In the entries that follow, find the line containing "let lock = self.map().entry(id.0.clone()).or_default().clone();"; from there, copy every line exactly through the line containing "pub fn with_audit_sink(mut".

::::

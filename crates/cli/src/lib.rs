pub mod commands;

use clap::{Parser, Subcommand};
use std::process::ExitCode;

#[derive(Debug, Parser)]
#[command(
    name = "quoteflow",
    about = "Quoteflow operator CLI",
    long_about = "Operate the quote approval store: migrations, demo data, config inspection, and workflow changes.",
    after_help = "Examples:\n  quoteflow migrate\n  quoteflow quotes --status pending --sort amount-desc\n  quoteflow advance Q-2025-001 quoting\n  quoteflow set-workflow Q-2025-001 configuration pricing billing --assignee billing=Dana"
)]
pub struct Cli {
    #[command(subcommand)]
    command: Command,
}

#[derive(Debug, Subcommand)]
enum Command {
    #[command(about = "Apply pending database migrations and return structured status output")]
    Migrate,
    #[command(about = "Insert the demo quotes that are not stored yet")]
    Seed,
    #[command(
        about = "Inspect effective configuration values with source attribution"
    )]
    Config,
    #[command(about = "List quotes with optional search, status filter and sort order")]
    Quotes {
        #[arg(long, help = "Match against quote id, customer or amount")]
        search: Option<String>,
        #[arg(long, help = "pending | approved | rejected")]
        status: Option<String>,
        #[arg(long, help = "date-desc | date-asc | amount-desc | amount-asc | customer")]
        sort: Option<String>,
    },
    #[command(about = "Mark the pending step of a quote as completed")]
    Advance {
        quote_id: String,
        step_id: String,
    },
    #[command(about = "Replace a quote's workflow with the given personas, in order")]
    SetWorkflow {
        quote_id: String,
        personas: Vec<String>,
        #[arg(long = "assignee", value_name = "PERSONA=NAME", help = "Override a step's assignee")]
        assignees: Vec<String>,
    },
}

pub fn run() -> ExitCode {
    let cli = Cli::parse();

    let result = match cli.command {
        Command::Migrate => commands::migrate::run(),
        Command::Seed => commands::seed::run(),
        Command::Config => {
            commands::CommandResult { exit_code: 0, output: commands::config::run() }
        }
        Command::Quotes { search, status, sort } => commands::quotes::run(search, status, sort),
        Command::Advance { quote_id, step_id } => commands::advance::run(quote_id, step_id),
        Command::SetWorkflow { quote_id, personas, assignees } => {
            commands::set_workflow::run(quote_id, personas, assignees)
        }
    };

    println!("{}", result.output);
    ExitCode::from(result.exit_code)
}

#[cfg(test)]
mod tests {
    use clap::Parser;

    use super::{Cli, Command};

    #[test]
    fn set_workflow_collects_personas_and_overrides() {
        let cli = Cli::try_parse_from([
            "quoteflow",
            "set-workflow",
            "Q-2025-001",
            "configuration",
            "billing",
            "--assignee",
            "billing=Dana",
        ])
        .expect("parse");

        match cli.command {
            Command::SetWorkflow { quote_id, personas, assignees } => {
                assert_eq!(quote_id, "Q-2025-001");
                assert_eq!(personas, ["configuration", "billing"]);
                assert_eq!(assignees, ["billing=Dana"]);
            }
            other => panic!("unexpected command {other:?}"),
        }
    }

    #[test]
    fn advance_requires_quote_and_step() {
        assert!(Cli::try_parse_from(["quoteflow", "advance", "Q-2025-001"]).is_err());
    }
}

::::

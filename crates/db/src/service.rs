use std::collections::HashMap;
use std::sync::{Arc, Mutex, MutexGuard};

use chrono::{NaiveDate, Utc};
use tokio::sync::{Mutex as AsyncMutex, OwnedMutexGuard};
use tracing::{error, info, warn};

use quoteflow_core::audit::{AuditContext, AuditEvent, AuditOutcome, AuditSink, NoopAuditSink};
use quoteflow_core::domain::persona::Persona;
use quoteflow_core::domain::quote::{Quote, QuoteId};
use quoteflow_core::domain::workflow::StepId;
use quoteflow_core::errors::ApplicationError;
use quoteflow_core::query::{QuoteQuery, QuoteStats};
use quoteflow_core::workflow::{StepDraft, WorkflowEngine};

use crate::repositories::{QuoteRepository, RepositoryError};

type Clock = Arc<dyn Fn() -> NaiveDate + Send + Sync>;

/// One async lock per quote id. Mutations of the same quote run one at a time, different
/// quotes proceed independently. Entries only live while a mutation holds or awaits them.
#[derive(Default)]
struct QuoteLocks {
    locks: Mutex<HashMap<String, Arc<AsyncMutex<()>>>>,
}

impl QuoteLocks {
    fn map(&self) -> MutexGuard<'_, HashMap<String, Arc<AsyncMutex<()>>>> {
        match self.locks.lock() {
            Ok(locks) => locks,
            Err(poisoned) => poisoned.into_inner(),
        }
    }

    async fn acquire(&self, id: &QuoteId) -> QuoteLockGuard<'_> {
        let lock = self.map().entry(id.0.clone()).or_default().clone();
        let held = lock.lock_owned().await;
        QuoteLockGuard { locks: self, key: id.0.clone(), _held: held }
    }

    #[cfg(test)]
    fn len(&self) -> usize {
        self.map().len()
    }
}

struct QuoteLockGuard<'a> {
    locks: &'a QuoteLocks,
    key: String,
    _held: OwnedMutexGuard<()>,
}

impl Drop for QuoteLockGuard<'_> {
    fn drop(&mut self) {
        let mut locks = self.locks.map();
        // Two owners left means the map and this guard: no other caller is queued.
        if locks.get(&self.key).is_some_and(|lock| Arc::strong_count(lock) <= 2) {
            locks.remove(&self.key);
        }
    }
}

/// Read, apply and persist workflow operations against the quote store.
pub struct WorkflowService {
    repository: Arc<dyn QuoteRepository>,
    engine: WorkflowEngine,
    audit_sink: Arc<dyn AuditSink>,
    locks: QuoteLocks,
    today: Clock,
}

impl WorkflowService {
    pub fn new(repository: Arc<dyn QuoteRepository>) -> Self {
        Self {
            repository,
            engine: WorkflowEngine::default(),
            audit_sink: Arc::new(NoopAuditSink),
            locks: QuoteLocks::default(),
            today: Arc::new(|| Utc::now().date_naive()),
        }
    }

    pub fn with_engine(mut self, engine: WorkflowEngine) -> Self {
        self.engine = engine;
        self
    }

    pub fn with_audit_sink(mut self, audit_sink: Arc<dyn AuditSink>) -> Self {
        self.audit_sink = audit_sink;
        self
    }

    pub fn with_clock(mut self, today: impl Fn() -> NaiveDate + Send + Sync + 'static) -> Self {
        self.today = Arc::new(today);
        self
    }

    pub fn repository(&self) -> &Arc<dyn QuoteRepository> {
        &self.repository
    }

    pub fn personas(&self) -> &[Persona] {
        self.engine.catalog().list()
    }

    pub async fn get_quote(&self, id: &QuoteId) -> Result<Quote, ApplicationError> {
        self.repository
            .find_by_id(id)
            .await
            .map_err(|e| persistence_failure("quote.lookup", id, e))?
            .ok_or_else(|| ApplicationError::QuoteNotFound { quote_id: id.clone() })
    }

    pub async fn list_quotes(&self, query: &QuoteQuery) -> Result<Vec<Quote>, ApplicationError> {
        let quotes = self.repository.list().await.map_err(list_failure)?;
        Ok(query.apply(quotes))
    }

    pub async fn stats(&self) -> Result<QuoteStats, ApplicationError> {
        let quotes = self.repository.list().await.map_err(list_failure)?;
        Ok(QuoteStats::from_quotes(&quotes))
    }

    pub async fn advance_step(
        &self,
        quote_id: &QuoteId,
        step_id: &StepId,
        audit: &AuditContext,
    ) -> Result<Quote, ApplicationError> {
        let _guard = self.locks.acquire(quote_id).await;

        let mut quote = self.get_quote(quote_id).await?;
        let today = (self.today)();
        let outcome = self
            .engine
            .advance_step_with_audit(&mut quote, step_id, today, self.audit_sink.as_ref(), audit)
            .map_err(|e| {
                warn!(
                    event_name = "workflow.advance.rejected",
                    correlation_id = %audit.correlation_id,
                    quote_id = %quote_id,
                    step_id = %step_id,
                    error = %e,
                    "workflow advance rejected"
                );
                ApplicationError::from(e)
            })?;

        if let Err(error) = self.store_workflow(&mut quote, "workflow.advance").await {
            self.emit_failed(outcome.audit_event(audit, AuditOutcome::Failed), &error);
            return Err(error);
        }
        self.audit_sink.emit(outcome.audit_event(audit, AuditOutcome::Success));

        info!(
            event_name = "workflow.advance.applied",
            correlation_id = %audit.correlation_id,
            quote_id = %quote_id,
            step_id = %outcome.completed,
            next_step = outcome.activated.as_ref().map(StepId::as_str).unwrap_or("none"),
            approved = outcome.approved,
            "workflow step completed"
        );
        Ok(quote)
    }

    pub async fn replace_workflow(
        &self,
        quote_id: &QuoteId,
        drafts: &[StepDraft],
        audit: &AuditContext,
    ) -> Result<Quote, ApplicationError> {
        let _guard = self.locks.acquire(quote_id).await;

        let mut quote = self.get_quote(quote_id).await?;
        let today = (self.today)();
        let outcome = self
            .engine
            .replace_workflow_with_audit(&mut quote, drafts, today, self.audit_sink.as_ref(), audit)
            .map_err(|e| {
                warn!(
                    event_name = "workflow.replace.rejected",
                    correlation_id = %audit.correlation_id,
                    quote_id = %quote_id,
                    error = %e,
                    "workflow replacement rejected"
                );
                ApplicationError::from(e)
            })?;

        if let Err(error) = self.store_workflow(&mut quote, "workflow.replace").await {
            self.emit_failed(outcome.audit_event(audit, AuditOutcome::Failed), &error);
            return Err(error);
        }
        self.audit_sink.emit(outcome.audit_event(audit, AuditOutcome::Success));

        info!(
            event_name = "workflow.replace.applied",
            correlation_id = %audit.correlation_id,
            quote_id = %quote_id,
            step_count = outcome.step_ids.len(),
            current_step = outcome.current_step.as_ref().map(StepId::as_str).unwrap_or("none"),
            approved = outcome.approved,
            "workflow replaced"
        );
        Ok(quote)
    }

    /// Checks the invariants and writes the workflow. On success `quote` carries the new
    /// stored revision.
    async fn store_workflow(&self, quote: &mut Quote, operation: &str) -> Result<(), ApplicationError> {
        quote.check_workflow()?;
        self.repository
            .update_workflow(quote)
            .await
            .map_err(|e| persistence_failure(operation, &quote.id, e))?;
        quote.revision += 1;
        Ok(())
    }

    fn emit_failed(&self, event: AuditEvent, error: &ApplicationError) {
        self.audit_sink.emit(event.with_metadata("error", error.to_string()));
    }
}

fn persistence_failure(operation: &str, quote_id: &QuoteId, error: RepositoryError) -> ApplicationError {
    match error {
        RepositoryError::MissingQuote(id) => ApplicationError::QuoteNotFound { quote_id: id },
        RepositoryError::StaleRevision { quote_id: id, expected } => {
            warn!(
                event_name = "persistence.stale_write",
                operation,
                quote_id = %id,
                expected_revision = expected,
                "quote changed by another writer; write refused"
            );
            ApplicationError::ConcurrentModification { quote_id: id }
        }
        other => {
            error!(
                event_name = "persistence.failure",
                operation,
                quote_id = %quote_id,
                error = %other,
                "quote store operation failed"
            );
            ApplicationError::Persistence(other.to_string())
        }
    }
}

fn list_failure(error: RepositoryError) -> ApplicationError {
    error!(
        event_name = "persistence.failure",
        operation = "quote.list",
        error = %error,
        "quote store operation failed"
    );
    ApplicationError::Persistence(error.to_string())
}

::::

→ FINISHED EXERCISE
        let lock = self.map().entry(id.0.clone()).or_default().clone();
        let held = lock.lock_owned().await;
        QuoteLockGuard { locks: self, key: id.0.clone(), _held: held }
    }

    #[cfg(test)]
    fn len(&self) -> usize {
        self.map().len()
    }
}

struct QuoteLockGuard<'a> {
    locks: &'a QuoteLocks,
    key: String,
    _held: OwnedMutexGuard<()>,
}

impl Drop for QuoteLockGuard<'_> {
    fn drop(&mut self) {
        let mut locks = self.locks.map();
        // Two owners left means the map and this guard: no other caller is queued.
        if locks.get(&self.key).is_some_and(|lock| Arc::strong_count(lock) <= 2) {
            locks.remove(&self.key);
        }
    }
}

/// Read, apply and persist workflow operations against the quote store.
pub struct WorkflowService {
    repository: Arc<dyn QuoteRepository>,
    engine: WorkflowEngine,
    audit_sink: Arc<dyn AuditSink>,
    locks: QuoteLocks,
    today: Clock,
}

impl WorkflowService {
    pub fn new(repository: Arc<dyn QuoteRepository>) -> Self {
        Self {
            repository,
            engine: WorkflowEngine::default(),
            audit_sink: Arc::new(NoopAuditSink),
            locks: QuoteLocks::default(),
            today: Arc::new(|| Utc::now().date_naive()),
        }
    }

    pub fn with_engine(mut self, engine: WorkflowEngine) -> Self {
        self.engine = engine;
        self
    }

    pub fn with_audit_sink(mut self, audit_sink: Arc<dyn AuditSink>) -> Self {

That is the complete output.